The Zed can be full of all kinds of stuff – people bitching about CW, no code techs, etc. But you can catch breaking news over there from time to time as well.
The USPS is discontinuing the sale of IRC’s officially. Personally, they have been a pain to find for many years anyway. Discussion is at this link.
The second thing is that it seems Icom is trying to breathe life into their suite of DSTAR equipped rigs (yawn) and offer the ability to operate DSTAR on HF, 10 and 6. That stuff can be found at this link.
Would love to see comments from you on your thoughts on both.
I think I’ve only used IRC’s once, back in my early Novice days. Granted, I don’t exchange a lot of paper QSL’s. But since most people have access to QSL bureaus, and with the availability of online services like eQSL and LoTW, there seems to be little need for them anymore. Aside from the amateur radio community, I’m not sure who else purchased them.
As for D-Star, I can’t see this really working out. 10FM and 6FM, maybe a little. HF, not likely. It’s clearly going to be a niche market (even more niche than D-Star already is). I used D-Star for two years, and wasn’t really impressed. The voice quality can be harsh, and the error correction is almost non-existent. At marginal signal strength, the audio stream is too garbled to be usable at all. I just don’t know how they expect such a fragile signal to survive the harsh environment of HF.
I agree on IRCs – we probably were the only people using them. I fear that QSL buro’s will eventually be a thing of the past…And maybe even paper QSLs as a whole.
I think DSTAR on HF (or any band) just isn’t going to last. Icom keeps it afloat, but they can’t do it forever. I do think that one day a digital modulation type may replace SSB on HF. Think about it – it has happened before (migration from AM to SSB, etc).

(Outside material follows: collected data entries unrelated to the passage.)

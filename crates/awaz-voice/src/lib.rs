//! Awaz.ai voice vendor clients
//!
//! HTTP clients for the two vendors behind the demo call:
//!
//! - Twilio places the phone call and fetches its script from our webhook
//! - ElevenLabs generates speech and runs conversational AI agents
//!
//! Both implement the provider traits from `awaz-core`, so services never
//! depend on these types directly.
//!
//! # Usage
//!
//! ```rust,ignore
//! let config = AppConfig::load()?;
//! let twilio = TwilioClient::new(&config.twilio, config.public_url())?;
//! let placed = twilio.place_call(&OutboundCall::with_message(to, text, name)).await?;
//! ```

mod elevenlabs;
mod error;
mod twilio;

pub use elevenlabs::ElevenLabsClient;
pub use error::VoiceError;
pub use twilio::TwilioClient;

use reqwest::{Client, ClientBuilder};
use std::time::Duration;

/// Shared HTTP client setup; no request timeout unless one is configured
fn http_client(timeout_ms: Option<u64>) -> Result<Client, VoiceError> {
    let mut builder = ClientBuilder::new().pool_idle_timeout(Duration::from_secs(90));
    if let Some(ms) = timeout_ms {
        builder = builder.timeout(Duration::from_millis(ms));
    }
    builder
        .build()
        .map_err(|e| VoiceError::Connection(e.to_string()))
}
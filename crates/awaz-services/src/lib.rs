//! Business logic services for Awaz.ai
//!
//! Every service here is request scoped: it validates input, talks to the
//! vendors through the provider traits and returns a result. Nothing is
//! persisted between requests.
//!
//! # Services
//!
//! - `TestCallService` - Demo call: validate the number, generate speech, place the call
//! - `ConversationService` - Conversational AI calls and their transcripts
//! - `CallLookupService` - Call status by SID
//! - `CallStatusRecorder` - Logs Twilio status callbacks
//! - `DiagnosticsService` - Live connection checks against both vendors
//! - `ServiceStatus` - Which vendors have credentials
//! - `CheckoutService` - Order validation and the stub payment step

pub mod call_lookup;
pub mod call_status;
pub mod checkout;
pub mod conversation;
pub mod diagnostics;
pub mod status;
pub mod test_call;

pub use call_lookup::CallLookupService;
pub use call_status::CallStatusRecorder;
pub use checkout::{CheckoutService, CustomQuote, PackageOffer};
pub use conversation::{ConversationService, StartConversationCommand};
pub use diagnostics::{ConnectionCheck, DiagnosticsReport, DiagnosticsService};
pub use status::{ServiceStatus, VendorStatus, VendorStatuses};
pub use test_call::{TestCallCommand, TestCallOutcome, TestCallService};

#[cfg(test)]
pub(crate) mod mocks;
//! Awaz.ai web server
//!
//! Serves the marketing site, the purchase funnel and the demo call API,
//! and receives Twilio's webhooks.

use actix_cors::Cors;
use actix_web::{http::header, middleware, App, HttpServer};
use awaz_api::AppServices;
use awaz_core::traits::{ConversationalAgent, SpeechSynthesizer, TelephonyProvider};
use awaz_core::AppConfig;
use awaz_services::ServiceStatus;
use awaz_voice::{ElevenLabsClient, TwilioClient};
use std::env;
use std::io;
use std::sync::Arc;
use std::time::Duration;
use tracing::{info, warn};
use tracing_actix_web::TracingLogger;
use tracing_subscriber::{fmt, layer::SubscriberExt, util::SubscriberInitExt, EnvFilter};

/// Initialize tracing/logging
fn init_tracing() {
    let log_level = env::var("LOG_LEVEL").unwrap_or_else(|_| "info".to_string());

    let env_filter = EnvFilter::try_from_default_env().unwrap_or_else(|_| {
        EnvFilter::new(format!(
            "awaz_web={},awaz_api={},awaz_services={},awaz_voice={},actix_web=info",
            log_level, log_level, log_level, log_level
        ))
    });

    tracing_subscriber::registry()
        .with(env_filter)
        .with(
            fmt::layer()
                .with_target(true)
                .with_thread_ids(true)
                .with_file(true)
                .with_line_number(true),
        )
        .init();
}

fn startup_error(context: &str, err: impl std::fmt::Display) -> io::Error {
    io::Error::new(io::ErrorKind::Other, format!("{}: {}", context, err))
}

#[actix_web::main]
async fn main() -> io::Result<()> {
    // Load environment variables from .env file
    dotenvy::dotenv().ok();

    // Initialize logging
    init_tracing();

    info!("Starting Awaz.ai web server v{}", env!("CARGO_PKG_VERSION"));

    let config = AppConfig::load().map_err(|e| startup_error("Invalid configuration", e))?;

    let status = ServiceStatus::from_config(&config);
    if !config.twilio.is_configured() {
        warn!("Twilio credentials missing; demo calls will fail");
    }
    if !config.elevenlabs.is_configured() {
        warn!("ElevenLabs API key missing; speech generation will fail");
    }

    // Vendor clients
    let twilio = TwilioClient::new(&config.twilio, config.public_url())
        .map_err(|e| startup_error("Failed to create Twilio client", e))?;
    let elevenlabs = Arc::new(
        ElevenLabsClient::new(&config.elevenlabs)
            .map_err(|e| startup_error("Failed to create ElevenLabs client", e))?,
    );

    let telephony: Arc<dyn TelephonyProvider> = Arc::new(twilio);
    let speech: Arc<dyn SpeechSynthesizer> = elevenlabs.clone();
    let agent: Arc<dyn ConversationalAgent> = elevenlabs;

    let services = AppServices::new(telephony, speech, agent, status);

    let bind_addr = config.server_addr();
    let workers = config.server.workers.max(1);
    let cors_origins = config.server.cors_origins.clone();

    info!(
        "Starting HTTP server on {} with {} workers (public URL {})",
        bind_addr,
        workers,
        config.public_url()
    );

    HttpServer::new(move || {
        // Configure CORS - clone cors_origins for each worker
        let cors_origins_inner = cors_origins.clone();
        let cors = Cors::default()
            .allowed_origin_fn(move |origin, _req_head| {
                let origins: Vec<&str> = cors_origins_inner.split(',').collect();
                if let Ok(origin_str) = origin.to_str() {
                    origins.iter().any(|o| o.trim() == origin_str)
                } else {
                    false
                }
            })
            .allowed_methods(vec!["GET", "POST", "OPTIONS"])
            .allowed_headers(vec![header::ACCEPT, header::CONTENT_TYPE])
            .max_age(3600);

        let services = services.clone();

        App::new()
            // Middleware
            .wrap(cors)
            .wrap(TracingLogger::default())
            .wrap(middleware::Compress::default())
            .wrap(middleware::NormalizePath::trim())
            // State and routes
            .configure(|cfg| services.configure(cfg))
    })
    .workers(workers)
    .client_request_timeout(Duration::from_secs(config.server.timeout_secs))
    .bind(&bind_addr)?
    .run()
    .await
}
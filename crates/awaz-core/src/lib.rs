//! Awaz.ai Core Library
//!
//! This crate provides the foundational types, traits, and error handling
//! for the Awaz.ai website backend. It includes:
//!
//! - Domain models (phone numbers, credit packages, orders, call scripts)
//! - Provider traits for the telephony and speech vendors
//! - Unified error handling with HTTP response mapping
//! - Application configuration

pub mod config;
pub mod error;
pub mod models;
pub mod traits;

pub use config::AppConfig;
pub use error::AppError;

/// Result type alias using AppError
pub type AppResult<T> = Result<T, AppError>;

I thought there was some experimentation with digital HF audio around 14.236 a few years ago. Not sure whatever happened to that project. D-Star has some big clusters around the country (and probably Japan) that help to keep it afloat. With commercial digital modes showing up in the amateur spectrum, and Yaesu still planning some digital mode (probably compatible with nothing else), the market is clearly more diluted than it was when Icom introduced D-Star.
Funny you should mention that stuff, Jason.
I’ve actually played with receiving WinDRM on 14.233 before. This is an example:
http://www.youtube.com/watch?v=gzrqCJqmk2A
I never got setup to transmit in the mode, but I know guys who have. 14.236 was the freq used by a bunch of the guys using the AOR add on device that would do their specific digital modulation.
Whatever Yaesu is doing is just crazy. Everybody though it would be DMR compatible (aka TRBO). FAIL.